Below is my code to show the menu after I left clicked the button. 下面是我左键单击菜单后显示菜单的代码。 The name "Menu" referred to the context menu.
名称“菜单”指的是上下文菜单。
private void Btn_Click(object sender, RoutedEventArgs e)
{
ContextMenu contextMenu = this.FindName("Menu") as ContextMenu;
contextMenu.PlacementTarget = sender as Button;
contextMenu.IsOpen = true;
}
Is there any solution for returning the value from a context menu selection based on my situation? 有什么解决方案可以根据我的情况从上下文菜单选择中返回值吗?
I think what you need is a dropdown button , that is efficient fast and well composed. 我认为您需要的是一个下拉按钮 ,该按钮快速有效且结构合理。
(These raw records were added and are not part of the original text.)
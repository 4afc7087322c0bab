// Copyright (C) 2026 Michael Wilson <mike@mdwn.dev>
//
// This program is free software: you can redistribute it and/or modify it under
// the terms of the GNU General Public License as published by the Free Software
// Foundation, version 3.
//
// This program is distributed in the hope that it will be useful, but WITHOUT
// ANY WARRANTY; without even the implied warranty of MERCHANTABILITY or FITNESS
// FOR A PARTICULAR PURPOSE. See the GNU General Public License for more details.
//
// You should have received a copy of the GNU General Public License along with
// this program. If not, see <https://www.gnu.org/licenses/>.
//
use crate::audio::SinkError;
use crate::loader::SampleLoadError;
use crate::pitch::{InvalidKeyError, InvalidReferenceFrequencyError};

/// Errors reported by the voice engine. None of them leave the engine unusable.
#[derive(Debug, thiserror::Error)]
pub enum EngineError {
    #[error(transparent)]
    InvalidKey(#[from] InvalidKeyError),

    #[error(transparent)]
    InvalidReferenceFrequency(#[from] InvalidReferenceFrequencyError),

    #[error("Cannot play - sample not loaded")]
    SampleNotLoaded,

    #[error("Failed to load audio sample: {0}")]
    SampleLoad(#[from] SampleLoadError),

    #[error("Output error: {0}")]
    Sink(#[from] SinkError),
}
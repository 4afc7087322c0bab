// Copyright (C) 2026 Michael Wilson <mike@mdwn.dev>
//
// This program is free software: you can redistribute it and/or modify it under
// the terms of the GNU General Public License as published by the Free Software
// Foundation, version 3.
//
// This program is distributed in the hope that it will be useful, but WITHOUT
// ANY WARRANTY; without even the implied warranty of MERCHANTABILITY or FITNESS
// FOR A PARTICULAR PURPOSE. See the GNU General Public License for more details.
//
// You should have received a copy of the GNU General Public License along with
// this program. If not, see <https://www.gnu.org/licenses/>.
//
use std::path::Path;

use config::{Config, Environment, File};

mod engine;
mod error;

pub use engine::EngineConfig;
pub use error::ConfigError;

/// Prefix for environment variable overrides, e.g. `CHAMBERLIN_REFERENCE_FREQUENCY=432`.
const ENV_PREFIX: &str = "CHAMBERLIN";

/// Loads the engine configuration from an optional YAML file, applying environment overrides
/// on top. Missing values fall back to their defaults.
pub fn load(path: Option<&Path>) -> Result<EngineConfig, ConfigError> {
    load_with_environment(path, Environment::with_prefix(ENV_PREFIX))
}

fn load_with_environment(
    path: Option<&Path>,
    environment: Environment,
) -> Result<EngineConfig, ConfigError> {
    let mut builder = Config::builder();
    if let Some(path) = path {
        builder = builder.add_source(File::from(path));
    }

    let config: EngineConfig = builder
        .add_source(environment.try_parsing(true))
        .build()?
        .try_deserialize()?;
    config.validate()?;
    Ok(config)
}
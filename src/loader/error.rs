// Copyright (C) 2026 Michael Wilson <mike@mdwn.dev>
//
// This program is free software: you can redistribute it and/or modify it under
// the terms of the GNU General Public License as published by the Free Software
// Foundation, version 3.
//
// This program is distributed in the hope that it will be useful, but WITHOUT
// ANY WARRANTY; without even the implied warranty of MERCHANTABILITY or FITNESS
// FOR A PARTICULAR PURPOSE. See the GNU General Public License for more details.
//
// You should have received a copy of the GNU General Public License along with
// this program. If not, see <https://www.gnu.org/licenses/>.
//
/// Error types for fetching and decoding a sample
#[derive(Debug, thiserror::Error)]
pub enum SampleLoadError {
    #[error("Unsupported sample locator: {0}")]
    UnsupportedLocator(String),

    #[error("IO error: {0}")]
    IoError(#[from] std::io::Error),

    #[error("Audio file error: {0}")]
    AudioError(#[from] symphonia::core::errors::Error),

    #[error("No audio track found in {0}")]
    NoAudioTrack(String),

    #[error("Sample {0} contains no audio")]
    EmptySample(String),

    #[error("Sample loading was interrupted: {0}")]
    Interrupted(String),
}
// Copyright (C) 2026 Michael Wilson <mike@mdwn.dev>
//
// This program is free software: you can redistribute it and/or modify it under
// the terms of the GNU General Public License as published by the Free Software
// Foundation, version 3.
//
// This program is distributed in the hope that it will be useful, but WITHOUT
// ANY WARRANTY; without even the implied warranty of MERCHANTABILITY or FITNESS
// FOR A PARTICULAR PURPOSE. See the GNU General Public License for more details.
//
// You should have received a copy of the GNU General Public License along with
// this program. If not, see <https://www.gnu.org/licenses/>.
//
use serde::Deserialize;

use super::ConfigError;
use crate::pitch::DEFAULT_REFERENCE_FREQUENCY;

const DEFAULT_SAMPLE_RATE: u32 = 44100;
const DEFAULT_CHANNELS: u16 = 2;

/// A YAML representation of the engine configuration.
#[derive(Deserialize, Clone, Debug, Default)]
pub struct EngineConfig {
    /// The frequency of key 49 (A4) in Hz (default: 440).
    reference_frequency: Option<f64>,

    /// The sample to load at startup.
    sample: Option<String>,

    /// The output device. Names starting with "mock" select the mock sink.
    device: Option<String>,

    /// Output sample rate in Hz (default: 44100). Loaded samples are transcoded to it.
    sample_rate: Option<u32>,

    /// Output channel count (default: 2).
    channels: Option<u16>,

    /// Whether voices loop until stopped (default: true).
    looping: Option<bool>,
}

impl EngineConfig {
    /// Returns the reference frequency (default: 440 Hz).
    pub fn reference_frequency(&self) -> f64 {
        self.reference_frequency
            .unwrap_or(DEFAULT_REFERENCE_FREQUENCY)
    }

    /// Returns the sample locator, if one is configured.
    pub fn sample(&self) -> Option<&str> {
        self.sample.as_deref()
    }

    /// Returns the output device name, or None for the system default.
    pub fn device(&self) -> Option<&str> {
        self.device.as_deref()
    }

    /// Returns the output sample rate (default: 44100).
    pub fn sample_rate(&self) -> u32 {
        self.sample_rate.unwrap_or(DEFAULT_SAMPLE_RATE)
    }

    /// Returns the output channel count (default: 2).
    pub fn channels(&self) -> u16 {
        self.channels.unwrap_or(DEFAULT_CHANNELS)
    }

    /// Returns whether voices loop (default: true).
    pub fn looping(&self) -> bool {
        self.looping.unwrap_or(true)
    }

    pub fn with_reference_frequency(mut self, reference_frequency: f64) -> Self {
        self.reference_frequency = Some(reference_frequency);
        self
    }

    pub fn with_sample(mut self, sample: &str) -> Self {
        self.sample = Some(sample.to_string());
        self
    }

    pub fn with_device(mut self, device: &str) -> Self {
        self.device = Some(device.to_string());
        self
    }

    /// Checks that every configured value is usable.
    pub fn validate(&self) -> Result<(), ConfigError> {
        let reference_frequency = self.reference_frequency();
        if !reference_frequency.is_finite() || reference_frequency <= 0.0 {
            return Err(ConfigError::InvalidReferenceFrequency(reference_frequency));
        }
        if self.sample_rate() == 0 {
            return Err(ConfigError::InvalidSampleRate);
        }
        if self.channels() == 0 {
            return Err(ConfigError::InvalidChannels);
        }
        Ok(())
    }
}
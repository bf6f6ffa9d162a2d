mod subscription;

pub use subscription::*;
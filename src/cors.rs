use rocket::fairing::{Fairing, Info, Kind};
use rocket::http::{Header, Status};
use rocket::{Request, Response};

/// Adds CORS headers to every response so the SPA can call the API from
/// another origin.
pub struct Cors {
    allowed_origin: String,
}

impl Cors {
    pub fn new(allowed_origin: String) -> Self {
        Self { allowed_origin }
    }
}

#[rocket::async_trait]
impl Fairing for Cors {
    fn info(&self) -> Info {
        Info {
            name: "CORS headers",
            kind: Kind::Response,
        }
    }

    async fn on_response<'r>(&self, _request: &'r Request<'_>, response: &mut Response<'r>) {
        response.set_header(Header::new(
            "Access-Control-Allow-Origin",
            self.allowed_origin.clone(),
        ));
        response.set_header(Header::new(
            "Access-Control-Allow-Methods",
            "GET, POST, PUT, DELETE, OPTIONS",
        ));
        response.set_header(Header::new(
            "Access-Control-Allow-Headers",
            "Content-Type, Authorization",
        ));
    }
}

/// Answers CORS preflight requests for any path.
#[options("/<_..>")]
pub fn preflight() -> Status {
    Status::NoContent
}
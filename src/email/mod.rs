mod ses_email_client;

use crate::domain::CustomerEmail;
use async_trait::async_trait;
pub use ses_email_client::SesEmailClient;

#[async_trait]
pub trait Email: Send + Sync {
    async fn send_email(
        &self,
        recipient: &CustomerEmail,
        subject: &str,
        html_content: &str,
        text_content: &str,
    ) -> Result<(), anyhow::Error>;
}
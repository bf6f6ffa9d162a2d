use crate::routes::MessageBody;
use rocket::http::Status;
use rocket::response::status::Custom;
use rocket::serde::json::Json;
use rocket::Request;

/// Rocket answers 422 when a JSON body has the wrong types; clients get the
/// same 400 as any other invalid payload.
#[catch(422)]
pub fn unprocessable_entity_to_bad_request(req: &Request) -> Custom<Json<MessageBody>> {
    tracing::warn!(uri = %req.uri(), "Rejected a mistyped request body");
    Custom(
        Status::BadRequest,
        Json(MessageBody::new("Dados inválidos na requisição.")),
    )
}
You can have it in WPF Extended toolkit and a this Link will guide you there. 您可以在WPF扩展工具包中找到它,并且此链接将引导您到那里。
or a SplitButton in case you need to have button click as well as menu on it. 或使用SplitButton (如果需要单击按钮以及菜单)。
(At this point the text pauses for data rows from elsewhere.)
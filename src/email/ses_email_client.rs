use crate::configuration::{ConfigurationError, EmailClientSettings};
use crate::domain::CustomerEmail;
use crate::email::Email;
use anyhow::Context;
use async_trait::async_trait;
use aws_config::timeout::TimeoutConfig;
use aws_config::BehaviorVersion;
use aws_sdk_sesv2 as ses;
use aws_sdk_sesv2::types::{Body, Content, Destination, EmailContent, Message};

pub struct SesEmailClient {
    ses_client: ses::Client,
    sender: CustomerEmail,
}

impl SesEmailClient {
    pub fn new(ses_client: ses::Client, sender: CustomerEmail) -> Self {
        Self { ses_client, sender }
    }

    /// Credentials and region come from the standard AWS environment chain.
    pub async fn from_settings(settings: &EmailClientSettings) -> Result<Self, ConfigurationError> {
        let sender = settings.sender()?;
        let timeout_config = TimeoutConfig::builder()
            .operation_timeout(settings.timeout())
            .build();
        let shared_config = aws_config::defaults(BehaviorVersion::latest())
            .timeout_config(timeout_config)
            .load()
            .await;
        Ok(Self::new(ses::Client::new(&shared_config), sender))
    }
}

fn utf8_content(data: &str) -> Result<Content, anyhow::Error> {
    Content::builder()
        .data(data)
        .charset("UTF-8")
        .build()
        .context("Failed to build email content.")
}

#[async_trait]
impl Email for SesEmailClient {
    #[tracing::instrument(name = "Sending email through SES", skip_all, fields(recipient = %recipient))]
    async fn send_email(
        &self,
        recipient: &CustomerEmail,
        subject: &str,
        html_content: &str,
        text_content: &str,
    ) -> Result<(), anyhow::Error> {
        let body = Body::builder()
            .html(utf8_content(html_content)?)
            .text(utf8_content(text_content)?)
            .build();
        let message = Message::builder()
            .subject(utf8_content(subject)?)
            .body(body)
            .build();
        let content = EmailContent::builder().simple(message).build();
        let destination = Destination::builder()
            .to_addresses(recipient.as_ref())
            .build();

        self.ses_client
            .send_email()
            .from_email_address(self.sender.as_ref())
            .destination(destination)
            .content(content)
            .send()
            .await
            .context("SES rejected the send request.")?;
        Ok(())
    }
}
use crate::routes::{error_chain_fmt, MessageBody};
use crate::telemetry::spawn_blocking_with_tracing;
use anyhow::Context;
use argon2::{Argon2, PasswordHash, PasswordVerifier};
use rocket::http::Status;
use rocket::response::status::Custom;
use rocket::response::Responder;
use rocket::serde::json::Json;
use rocket::{Request, State};
use secrecy::{ExposeSecret, Secret};

/// Argon2 PHC hash of the single admin password.
#[derive(Clone)]
pub struct AdminCredentials {
    password_hash: Secret<String>,
}

impl AdminCredentials {
    pub fn new(password_hash: Secret<String>) -> Self {
        Self { password_hash }
    }
}

#[derive(serde::Deserialize)]
pub struct VerifyBody {
    password: Secret<String>,
}

#[derive(serde::Serialize, Debug, PartialEq, Eq)]
pub struct VerifyResponse {
    success: bool,
}

#[tracing::instrument(name = "Verifying the admin password", skip(body, credentials))]
#[post("/admin/verify", data = "<body>")]
pub async fn verify_admin(
    body: Json<VerifyBody>,
    credentials: &State<AdminCredentials>,
) -> Result<Json<VerifyResponse>, AdminAuthError> {
    let expected = credentials.password_hash.clone();
    let candidate = body.into_inner().password;
    spawn_blocking_with_tracing(move || verify_password_hash(expected, candidate))
        .await
        .context("Failed to spawn blocking task.")
        .map_err(AdminAuthError::UnexpectedError)??;
    Ok(Json(VerifyResponse { success: true }))
}

#[tracing::instrument(name = "Verify password hash", skip_all)]
fn verify_password_hash(
    expected_password_hash: Secret<String>,
    password_candidate: Secret<String>,
) -> Result<(), AdminAuthError> {
    let expected_password_hash = PasswordHash::new(expected_password_hash.expose_secret())
        .context("Failed to parse hash in PHC string format.")
        .map_err(AdminAuthError::UnexpectedError)?;
    Argon2::default()
        .verify_password(
            password_candidate.expose_secret().as_bytes(),
            &expected_password_hash,
        )
        .map_err(|_| AdminAuthError::InvalidCredentials)
}

#[derive(thiserror::Error)]
pub enum AdminAuthError {
    #[error("Invalid admin password.")]
    InvalidCredentials,
    #[error("Something went wrong while checking the admin password.")]
    UnexpectedError(#[source] anyhow::Error),
}

impl std::fmt::Debug for AdminAuthError {
    fn fmt(&self, f: &mut std::fmt::Formatter<'_>) -> std::fmt::Result {
        error_chain_fmt(self, f)
    }
}

impl<'r> Responder<'r, 'static> for AdminAuthError {
    fn respond_to(self, request: &'r Request<'_>) -> rocket::response::Result<'static> {
        match self {
            AdminAuthError::InvalidCredentials => {
                tracing::warn!("Rejected an admin login attempt");
                Custom(Status::Unauthorized, Json(VerifyResponse { success: false }))
                    .respond_to(request)
            }
            AdminAuthError::UnexpectedError(_) => {
                tracing::error!("{:?}", self);
                Custom(
                    Status::InternalServerError,
                    Json(MessageBody::new("Erro ao verificar a senha.")),
                )
                .respond_to(request)
            }
        }
    }
}
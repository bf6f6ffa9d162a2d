mod customer_email;
mod customer_name;
mod new_subscription;
mod plan;
mod subscription_patch;

pub use customer_email::CustomerEmail;
pub use customer_name::CustomerName;
pub use new_subscription::NewSubscription;
pub use plan::{PlanPrice, PlanTitle};
pub use subscription_patch::SubscriptionPatch;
It sound like you want to change Modes or Properties in your context menu. 听起来好像您想在上下文菜单中更改“模式”或“属性”。 Therefore what i would have done is create a UserControl as you button and dropdown context menu, that will know each other.
因此,我要做的就是在按钮和下拉上下文菜单中创建一个UserControl,这将彼此了解。 When you change "mode" or something similar in your context menu so youll change it in the UserControl properties so that the button will also know it, and you can populate this for later use.
当您在上下文菜单中更改“模式”或类似内容时,您将在UserControl属性中对其进行更改,以便该按钮也将知道它,并且您可以填充它以备后用。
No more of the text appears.